Cystic fibrosis ciliary dyskinesia substances and pulmonary disease. Effects of ciliary dyskinesia substances on neutrophil movement in vitro.

Cultured mononuclear cells (MNC) from individuals homozygous or heterozygous for the defective gene causing the inherited disease cystic fibrosis (CF) synthesize three unusual "mediators" termed ciliary dyskinesia substances (CDS), which markedly affect tracheal mucociliary systems in vitro. MNC cultures from normal healthy controls do not accumulate any CDS, whereas MNC cultures from non-CF patients controls with pulmonary disease synthesized at least one CDS. The possible involvement of the CDS in pulmonary disease is being investigated.
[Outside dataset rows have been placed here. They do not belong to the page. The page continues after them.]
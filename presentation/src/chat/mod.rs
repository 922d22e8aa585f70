//! Interactive chat module
//!
//! Provides a line-editor based chat interface over the coordinator.

mod repl;

pub use repl::ChatRepl;
//! Domain agent module
//!
//! A **domain agent** is a bounded tool-using component scoped to exactly one
//! backend system. It owns a closed set of tools and a natural-language policy
//! describing how to use them, and answers only from what those tools return.
//!
//! - [`entities::DomainAgent`] — identity and routing policy
//! - [`entities::BackendSystem`] — Jira, Confluence or GitHub
//! - [`value_objects::SubRequest`] / [`value_objects::Handoff`] — agent input
//! - [`value_objects::AgentReply`] — synthesized, itemized agent output
//! - [`profiles`] — the built-in agent profiles

pub mod entities;
pub mod profiles;
pub mod value_objects;

pub use entities::{BackendSystem, DomainAgent};
pub use value_objects::{
    AgentReply, Handoff, ReplyStatus, SubRequest, ToolInvocation, ToolSelection,
};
In this study, we sought to determine whether the CDS could be chemoattractants for polymorphonuclear neutrophils (PMN), since they have characteristics in common with known chemoattractants generated by alveolar macrophages. Our analyses of crude MNC culture supernates indicated that cultures from both CF genotypes accumulate significantly higher levels of PMN chemoattractants than do analogous cultures from normal healthy controls. CF homozygote MNC also generated more activity than MNC from patient controls with chronic pulmonary disease. Fractionation of MNC culture supernates by gel permeation chromatography and characterization of active fractions demonstrated six distinct PMN chemoattractants in cultures from CF genotypes; five were also present in patient control and four in normal healthy control cultures. The excessive chemoattractant activity in MNC cultures from CF genotypes and patient controls was due to several different substances produced by monocytes: (a) two components of 1,000-3,500 mol wt. (b) two fragments of C5, and (c) a fragment of C3. One C5 fragment had ciliary dyskinesia activity, the other did not. The C3 fragment chemoattractant also had ciliary dyskinesia activity and was not found in MNC cultures from patient controls. A third CDS, Which is CF-specific (5,000 mol wt), was neither chemotactic not chemokinetic and did not inhibit random PMN migration; however, fractions containing this CF-specific CDS completely inhibited PMN chemotaxis in response to three different chemoattractants. We conclude that all of the CDS can potentially play a role in the pathophysiology of lung disease, as judged by their effects on PMN movement in vitro.